Gaza : plus de 71 milliards de dollars pour la reconstruction

Vue des destructions dans la bande de Gaza, où la reconstruction est estimée à plus de 71 milliards de dollars selon un rapport international. © AFP)
Dans un nouveau rapport, l’ONU et l’UE estiment la reconstruction de Gaza à plus de 71 milliards de dollars, soit plus de 60 milliards d’euros, d’ici à 2036.
Près de 372 000 logements détruits ou endommagés, plus de 50 % des hôpitaux hors service, la quasi-totalité des écoles détruites ou endommagées, une économie contractée de 85 % : Gaza est sinistrée. Selon un rapport des Nations unies et de l’Union européenne, publié conjointement avec la Banque mondiale le 20 avril, le coût total de la reconstruction de la bande de Gaza s’élèverait à plus de 71 milliards de dollars, soit 60 milliards d’euros, sur dix ans.
Le rapport décrit une situation d’urgence « immédiate ». Les besoins à court et moyen terme sont considérables.

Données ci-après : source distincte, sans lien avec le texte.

//! Order fulfillment pipeline.
//!
//! Commands become actions, actions emit events, appliers fold events
//! into the order record, and everything persists in one transaction.

pub mod actions;
pub mod appliers;
pub mod manager;
pub mod money;
pub mod state;
pub mod storage;
pub mod traits;
use super::*;
use shared::models::{CashierShift, Courier, ShiftStatus, VehicleType};
use shared::order::{
    CustomerInfo, DeliveryAddress, Destination, OrderCommandPayload, OrderEventType,
    OrderItemInput, OrderStatus, PaymentInput, PaymentMethod, PaymentStatus,
};
use shared::{CommandErrorCode, Role};

fn create_test_manager() -> FulfillmentManager {
    let storage = OrderStorage::open_in_memory().unwrap();
    FulfillmentManager::with_storage(storage, "venue-1")
}

fn simple_item(name: &str, price: f64, quantity: i32) -> OrderItemInput {
    OrderItemInput {
        name: name.to_string(),
        unit_price: price,
        quantity,
        note: None,
    }
}

fn dine_in(table_id: &str) -> Destination {
    Destination::DineIn {
        table_id: table_id.to_string(),
        table_label: format!("Table {table_id}"),
    }
}

fn delivery() -> Destination {
    Destination::Delivery {
        address: DeliveryAddress {
            street: "Rua das Flores".to_string(),
            number: "123".to_string(),
            complement: None,
            neighborhood: "Centro".to_string(),
            reference: None,
        },
    }
}

fn create_order(
    manager: &FulfillmentManager,
    destination: Destination,
    items: Vec<OrderItemInput>,
) -> String {
    let cmd = OrderCommand::new(
        "counter-1",
        "Counter",
        Role::Counter,
        OrderCommandPayload::CreateOrder {
            destination,
            customer: CustomerInfo {
                name: "Maria".to_string(),
                phone: None,
            },
            items,
        },
    );
    let resp = manager.execute_command(cmd);
    assert!(resp.success, "create failed: {:?}", resp.error);
    resp.order_id.unwrap()
}

/// Drive an order to Ready through the kitchen.
fn make_ready(manager: &FulfillmentManager, order_id: &str) {
    let accept = OrderCommand::new(
        "kitchen-1",
        "Kitchen",
        Role::Kitchen,
        OrderCommandPayload::AcceptOrder {
            order_id: order_id.to_string(),
        },
    );
    assert!(manager.execute_command(accept).success);

    let ready = OrderCommand::new(
        "kitchen-1",
        "Kitchen",
        Role::Kitchen,
        OrderCommandPayload::MarkReady {
            order_id: order_id.to_string(),
        },
    );
    assert!(manager.execute_command(ready).success);
}

fn insert_shift(manager: &FulfillmentManager, shift_id: &str, status: ShiftStatus) {
    let shift = CashierShift {
        shift_id: shift_id.to_string(),
        operator_id: "cashier-1".to_string(),
        operator_name: "Ana".to_string(),
        status,
        opening_float: 100.0,
        opened_at: 0,
        closed_at: match status {
            ShiftStatus::Open => None,
            ShiftStatus::Closed => Some(1),
        },
    };
    let txn = manager.storage().begin_write().unwrap();
    manager.storage().store_shift(&txn, &shift).unwrap();
    txn.commit().unwrap();
}

fn insert_courier(manager: &FulfillmentManager, courier_id: &str) {
    manager
        .storage()
        .store_courier(&Courier {
            courier_id: courier_id.to_string(),
            name: format!("Rider {courier_id}"),
            vehicle: VehicleType::Motorcycle,
            active: true,
            created_at: 0,
        })
        .unwrap();
}

fn pay(
    manager: &FulfillmentManager,
    order_id: &str,
    shift_id: &str,
    method: PaymentMethod,
    amount: f64,
) -> CommandResponse {
    manager.execute_command(OrderCommand::new(
        "cashier-1",
        "Ana",
        Role::Cashier,
        OrderCommandPayload::RecordPayment {
            order_id: order_id.to_string(),
            shift_id: shift_id.to_string(),
            payment: PaymentInput { method, amount },
        },
    ))
}

// ========================================================================
// Full flows
// ========================================================================

#[test]
fn test_dine_in_cash_flow() {
    let manager = create_test_manager();
    insert_shift(&manager, "shift-1", ShiftStatus::Open);

    let order_id = create_order(
        &manager,
        dine_in("T5"),
        vec![simple_item("X-Burger", 20.0, 1), simple_item("Guarana", 5.0, 1)],
    );

    let record = manager.get_record(&order_id).unwrap().unwrap();
    assert_eq!(record.status, OrderStatus::Pending);
    assert_eq!(record.total, 25.0);
    assert_eq!(record.number, 1);

    make_ready(&manager, &order_id);

    // Tender R$50 cash against a R$25 total
    let resp = pay(&manager, &order_id, "shift-1", PaymentMethod::Cash, 50.0);
    assert!(resp.success, "payment failed: {:?}", resp.error);

    let record = manager.get_record(&order_id).unwrap().unwrap();
    assert_eq!(record.status, OrderStatus::Delivered);
    assert_eq!(record.payment_status, PaymentStatus::Paid);
    assert_eq!(record.payment_method, Some(PaymentMethod::Cash));

    // Ledger row carries the settled total and the change separately
    let payments = manager.storage().get_payments_for_shift("shift-1").unwrap();
    assert_eq!(payments.len(), 1);
    assert_eq!(payments[0].amount, 25.0);
    assert_eq!(payments[0].change, 25.0);

    // Terminal order leaves the active index; the table frees
    assert!(!manager.storage().is_order_active(&order_id).unwrap());
    assert!(manager.storage().active_order_for_table("T5").unwrap().is_none());
}

#[test]
fn test_delivery_flow_with_code_verification() {
    let manager = create_test_manager();
    insert_shift(&manager, "shift-1", ShiftStatus::Open);
    insert_courier(&manager, "courier-1");

    let order_id = create_order(&manager, delivery(), vec![simple_item("Pizza", 40.0, 1)]);
    let code = manager
        .get_record(&order_id)
        .unwrap()
        .unwrap()
        .delivery_code
        .clone();
    assert_eq!(code.len(), 4);

    make_ready(&manager, &order_id);

    let claim = manager.execute_command(OrderCommand::new(
        "courier-1",
        "Rider",
        Role::Courier,
        OrderCommandPayload::ClaimOrder {
            order_id: order_id.clone(),
            courier_id: "courier-1".to_string(),
        },
    ));
    assert!(claim.success);

    // Wrong code rejected, order untouched
    let bad = manager.execute_command(OrderCommand::new(
        "courier-1",
        "Rider",
        Role::Courier,
        OrderCommandPayload::VerifyDelivery {
            order_id: order_id.clone(),
            code: "XXXX".to_string(),
            shift_id: Some("shift-1".to_string()),
        },
    ));
    assert_eq!(
        bad.error.unwrap().code,
        CommandErrorCode::InvalidDeliveryCode
    );
    assert_eq!(
        manager.get_record(&order_id).unwrap().unwrap().status,
        OrderStatus::Ready
    );

    // Correct code settles cash-on-delivery and completes the order
    let ok = manager.execute_command(OrderCommand::new(
        "courier-1",
        "Rider",
        Role::Courier,
        OrderCommandPayload::VerifyDelivery {
            order_id: order_id.clone(),
            code,
            shift_id: Some("shift-1".to_string()),
        },
    ));
    assert!(ok.success, "verify failed: {:?}", ok.error);

    let record = manager.get_record(&order_id).unwrap().unwrap();
    assert_eq!(record.status, OrderStatus::Delivered);
    assert_eq!(record.payment_status, PaymentStatus::Paid);

    // One payment row and one earning row, both written in the same commit
    let payments = manager.storage().get_payments_for_order(&order_id).unwrap();
    assert_eq!(payments.len(), 1);
    assert_eq!(payments[0].amount, 40.0);

    let earning = manager.storage().get_earning(&order_id).unwrap().unwrap();
    assert_eq!(earning.courier_id, "courier-1");
    assert_eq!(earning.amount, 40.0);
    assert!(!earning.settled);
}

// ========================================================================
// Idempotency
// ========================================================================

#[test]
fn test_duplicate_command_not_reexecuted() {
    let manager = create_test_manager();

    let cmd = OrderCommand::new(
        "counter-1",
        "Counter",
        Role::Counter,
        OrderCommandPayload::CreateOrder {
            destination: dine_in("T1"),
            customer: CustomerInfo::default(),
            items: vec![simple_item("Coffee", 6.0, 1)],
        },
    );

    let first = manager.execute_command(cmd.clone());
    assert!(first.success);
    let seq_after_first = manager.get_current_sequence().unwrap();

    let second = manager.execute_command(cmd);
    assert!(second.success);
    assert!(second.order_id.is_none());
    assert_eq!(manager.get_current_sequence().unwrap(), seq_after_first);
    assert_eq!(manager.get_active_orders().unwrap().len(), 1);
}

#[test]
fn test_payment_settles_exactly_once() {
    let manager = create_test_manager();
    insert_shift(&manager, "shift-1", ShiftStatus::Open);

    let order_id = create_order(&manager, dine_in("T2"), vec![simple_item("Burger", 30.0, 1)]);
    make_ready(&manager, &order_id);

    assert!(pay(&manager, &order_id, "shift-1", PaymentMethod::Pix, 30.0).success);

    // A retry with a fresh command id must fail, not double-charge
    let again = pay(&manager, &order_id, "shift-1", PaymentMethod::Pix, 30.0);
    assert!(!again.success);
    assert_eq!(again.error.unwrap().code, CommandErrorCode::PaymentSettled);
    assert_eq!(
        manager.storage().get_payments_for_order(&order_id).unwrap().len(),
        1
    );
}

// ========================================================================
// Claim arbitration
// ========================================================================

#[test]
fn test_claim_single_winner() {
    let manager = create_test_manager();
    insert_courier(&manager, "courier-1");
    insert_courier(&manager, "courier-2");

    let order_id = create_order(&manager, delivery(), vec![simple_item("Pizza", 40.0, 1)]);
    make_ready(&manager, &order_id);

    let claim = |courier: &str| {
        manager.execute_command(OrderCommand::new(
            courier,
            "Rider",
            Role::Courier,
            OrderCommandPayload::ClaimOrder {
                order_id: order_id.clone(),
                courier_id: courier.to_string(),
            },
        ))
    };

    assert!(claim("courier-1").success);

    let lost = claim("courier-2");
    assert!(!lost.success);
    assert_eq!(lost.error.unwrap().code, CommandErrorCode::AlreadyClaimed);

    let record = manager.get_record(&order_id).unwrap().unwrap();
    assert_eq!(record.courier_id.as_deref(), Some("courier-1"));
    assert_eq!(record.status, OrderStatus::Ready);
}

// ========================================================================
// Failure surfaces
// ========================================================================

#[test]
fn test_payment_against_closed_shift() {
    let manager = create_test_manager();
    insert_shift(&manager, "shift-1", ShiftStatus::Closed);

    let order_id = create_order(&manager, dine_in("T3"), vec![simple_item("Burger", 30.0, 1)]);
    make_ready(&manager, &order_id);

    let resp = pay(&manager, &order_id, "shift-1", PaymentMethod::Cash, 30.0);
    assert!(!resp.success);
    assert_eq!(resp.error.unwrap().code, CommandErrorCode::ShiftClosed);

    // Nothing committed: order unpaid, no ledger row
    let record = manager.get_record(&order_id).unwrap().unwrap();
    assert_eq!(record.payment_status, PaymentStatus::Pending);
    assert!(manager.storage().get_payments_for_order(&order_id).unwrap().is_empty());
}

#[test]
fn test_stale_transition_reported_distinctly() {
    let manager = create_test_manager();
    let order_id = create_order(&manager, dine_in("T4"), vec![simple_item("Coffee", 6.0, 1)]);
    make_ready(&manager, &order_id);

    // Accepting a Ready order is a concurrency artifact, not a hard error
    let resp = manager.execute_command(OrderCommand::new(
        "kitchen-1",
        "Kitchen",
        Role::Kitchen,
        OrderCommandPayload::AcceptOrder {
            order_id: order_id.clone(),
        },
    ));
    assert_eq!(resp.error.unwrap().code, CommandErrorCode::StaleTransition);
}

#[test]
fn test_unknown_order() {
    let manager = create_test_manager();
    let resp = manager.execute_command(OrderCommand::new(
        "kitchen-1",
        "Kitchen",
        Role::Kitchen,
        OrderCommandPayload::AcceptOrder {
            order_id: "no-such-order".to_string(),
        },
    ));
    assert_eq!(resp.error.unwrap().code, CommandErrorCode::OrderNotFound);
}

// ========================================================================
// Fan-out and replay
// ========================================================================

#[test]
fn test_change_notices_broadcast_after_commit() {
    let manager = create_test_manager();
    let mut rx = manager.subscribe();

    let order_id = create_order(&manager, dine_in("T6"), vec![simple_item("Coffee", 6.0, 1)]);

    let notice = rx.try_recv().unwrap();
    assert_eq!(notice.venue_id, "venue-1");
    assert_eq!(notice.order_id, order_id);
    assert_eq!(notice.number, 1);
    assert_eq!(notice.kind, OrderEventType::OrderCreated);
    assert_eq!(notice.sequence, 1);
}

#[test]
fn test_failed_command_broadcasts_nothing() {
    let manager = create_test_manager();
    let mut rx = manager.subscribe();

    let resp = manager.execute_command(OrderCommand::new(
        "kitchen-1",
        "Kitchen",
        Role::Kitchen,
        OrderCommandPayload::MarkReady {
            order_id: "missing".to_string(),
        },
    ));
    assert!(!resp.success);
    assert!(rx.try_recv().is_err());
}

#[test]
fn test_rebuild_matches_stored_record() {
    let manager = create_test_manager();
    insert_shift(&manager, "shift-1", ShiftStatus::Open);

    let order_id = create_order(
        &manager,
        dine_in("T7"),
        vec![simple_item("X-Burger", 20.0, 1)],
    );

    let append = manager.execute_command(OrderCommand::new(
        "counter-1",
        "Counter",
        Role::Counter,
        OrderCommandPayload::AppendItems {
            order_id: order_id.clone(),
            items: vec![simple_item("Guarana", 5.0, 1)],
        },
    ));
    assert!(append.success);

    make_ready(&manager, &order_id);
    assert!(pay(&manager, &order_id, "shift-1", PaymentMethod::Debit, 25.0).success);

    let stored = manager.get_record(&order_id).unwrap().unwrap();
    let rebuilt = manager.rebuild_record(&order_id).unwrap();
    assert_eq!(stored, rebuilt);
    assert_eq!(rebuilt.items.len(), 2);
    assert_eq!(rebuilt.total, 25.0);
    assert_eq!(rebuilt.status, OrderStatus::Delivered);
}

#[test]
fn test_events_since_high_water_mark() {
    let manager = create_test_manager();

    let order_id = create_order(&manager, dine_in("T8"), vec![simple_item("Coffee", 6.0, 1)]);
    make_ready(&manager, &order_id);

    let all = manager.get_events_since(0).unwrap();
    assert_eq!(all.len(), 3);
    assert!(all.windows(2).all(|w| w[0].sequence < w[1].sequence));

    let tail = manager.get_events_since(all[1].sequence).unwrap();
    assert_eq!(tail.len(), 1);
    assert_eq!(tail[0].event_type, OrderEventType::OrderReady);
}
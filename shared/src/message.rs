//! Change notices, the fan-out payload.
//!
//! Notices are idempotent re-fetch triggers, not the data itself. A client
//! that misses one converges on reconnect by re-listing its active-order
//! subset. Delivery is at-least-once.

use crate::order::OrderEventType;
use serde::{Deserialize, Serialize};

/// Venue-scoped change notification broadcast after every committed command.
#[derive(Debug, Clone, Serialize, Deserialize)]
pub struct ChangeNotice {
    pub venue_id: String,
    pub order_id: String,
    /// Human-readable order number, for display in toasts/tickers
    pub number: u64,
    pub kind: OrderEventType,
    /// Global event sequence; clients track the high-water mark to detect gaps
    pub sequence: u64,
}
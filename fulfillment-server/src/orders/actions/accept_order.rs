//! AcceptOrder command handler: `Pending → Preparing`.

use async_trait::async_trait;

use crate::orders::state::{self, Transition};
use crate::orders::traits::{CommandContext, CommandHandler, CommandMetadata, OrderError};
use shared::order::{EventPayload, OrderEvent, OrderEventType};

/// AcceptOrder action
#[derive(Debug, Clone)]
pub struct AcceptOrderAction {
    pub order_id: String,
}

#[async_trait]
impl CommandHandler for AcceptOrderAction {
    async fn execute(
        &self,
        ctx: &mut CommandContext<'_>,
        metadata: &CommandMetadata,
    ) -> Result<Vec<OrderEvent>, OrderError> {
        let record = ctx.load_record(&self.order_id)?;
        state::ensure(Transition::Accept, &record, metadata.role)?;

        let seq = ctx.next_sequence();
        let event = OrderEvent::new(
            seq,
            self.order_id.clone(),
            metadata.actor_id.clone(),
            metadata.actor_name.clone(),
            metadata.role,
            metadata.command_id.clone(),
            Some(metadata.timestamp),
            OrderEventType::OrderAccepted,
            EventPayload::OrderAccepted {},
        );

        Ok(vec![event])
    }
}
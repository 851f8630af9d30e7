//! Wire-level command results and error codes.
//!
//! Layered errors inside the server (`OrderError`, `ManagerError`) all
//! collapse into a `CommandError` before reaching a client, so role-views
//! only ever match on `CommandErrorCode`.

use serde::{Deserialize, Serialize};

/// Command response returned to the submitting client.
#[derive(Debug, Clone, Serialize, Deserialize)]
pub struct CommandResponse {
    /// The command ID this responds to
    pub command_id: String,
    /// Whether the command succeeded
    pub success: bool,
    /// Order ID affected (set on success; for CreateOrder this is the new id)
    #[serde(skip_serializing_if = "Option::is_none")]
    pub order_id: Option<String>,
    /// Error details if failed
    #[serde(skip_serializing_if = "Option::is_none")]
    pub error: Option<CommandError>,
}

impl CommandResponse {
    pub fn success(command_id: String, order_id: Option<String>) -> Self {
        Self {
            command_id,
            success: true,
            order_id,
            error: None,
        }
    }

    pub fn error(command_id: String, error: CommandError) -> Self {
        Self {
            command_id,
            success: false,
            order_id: None,
            error: Some(error),
        }
    }

    /// Acknowledge a command that was already processed (idempotent retry).
    pub fn duplicate(command_id: String) -> Self {
        Self {
            command_id,
            success: true,
            order_id: None,
            error: None,
        }
    }
}

/// Command error
#[derive(Debug, Clone, Serialize, Deserialize)]
pub struct CommandError {
    pub code: CommandErrorCode,
    pub message: String,
}

impl CommandError {
    pub fn new(code: CommandErrorCode, message: impl Into<String>) -> Self {
        Self {
            code,
            message: message.into(),
        }
    }
}

/// Command error codes (clients localize the message themselves).
///
/// `StaleTransition` and `AlreadyClaimed` deserve a distinct surface: the
/// operator should see "someone already handled this" and re-sync, not a
/// generic failure inviting a blind retry.
#[derive(Debug, Clone, Serialize, Deserialize, PartialEq, Eq)]
#[serde(rename_all = "SCREAMING_SNAKE_CASE")]
pub enum CommandErrorCode {
    OrderNotFound,
    /// Operation is never legal from the order's current status
    InvalidState,
    /// Precondition status mismatch caused by a concurrent actor; safe to
    /// retry after re-reading the order
    StaleTransition,
    /// Claim race lost: another courier is already assigned
    AlreadyClaimed,
    /// The order's payment is already settled
    PaymentSettled,
    /// Payment amount does not reconcile with the order total
    PaymentMismatch,
    InvalidDeliveryCode,
    ShiftAlreadyOpen,
    ShiftNotFound,
    ShiftClosed,
    CourierNotFound,
    CourierInactive,
    InvalidAmount,
    ReasonRequired,
    Unauthorized,
    DuplicateCommand,
    InternalError,
    // Storage classifications
    StorageFull,
    StorageCorrupted,
    SystemBusy,
}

Afin de « remettre en marche les services vitaux, rebâtir des infrastructures dévastées et relancer une économie à l’arrêt », il faudrait 26,3 milliards de dollars d’ici octobre 2027.
Reconstruction
Selon le rapport, les gouvernorats de Gaza et du nord de Gaza sont les plus ravagés. Le secteur du logement est le plus touché. Le montant nécessaire à sa reconstruction atteint 16,2 milliards de dollars. « Environ 1,9 million de personnes ont été déplacées, souvent à plusieurs reprises, et plus de 60 % de la population a perdu leur logement », souligne le rapport.
La reconstruction du secteur agricole et du système alimentaire nécessitera 10,5 milliards de dollars, celle de la santé 10 milliards de dollars, tandis que le commerce et l’industrie devront mobiliser 9 milliards de dollars.
Accès humanitaire
Au-delà des infrastructures, c’est l’ensemble du marché du travail qu’il faudra relancer. « Près des trois quarts de la population active de Gaza avant le conflit ont perdu leur emploi, ce qui a entraîné un taux d’emploi de 9,3 % », précise le rapport.
La reconstruction implique également la remise en marche des services essentiels, notamment la santé, l’eau, l’assainissement et l’hygiène. Pour reconstruire ces équipements, « un cessez-le-feu durable et une sécurité adéquate constituent des conditions minimales », selon le document. Deux prérequis à un accès humanitaire sans entrave, considéré comme fondamental pour un redressement de la bande de Gaza.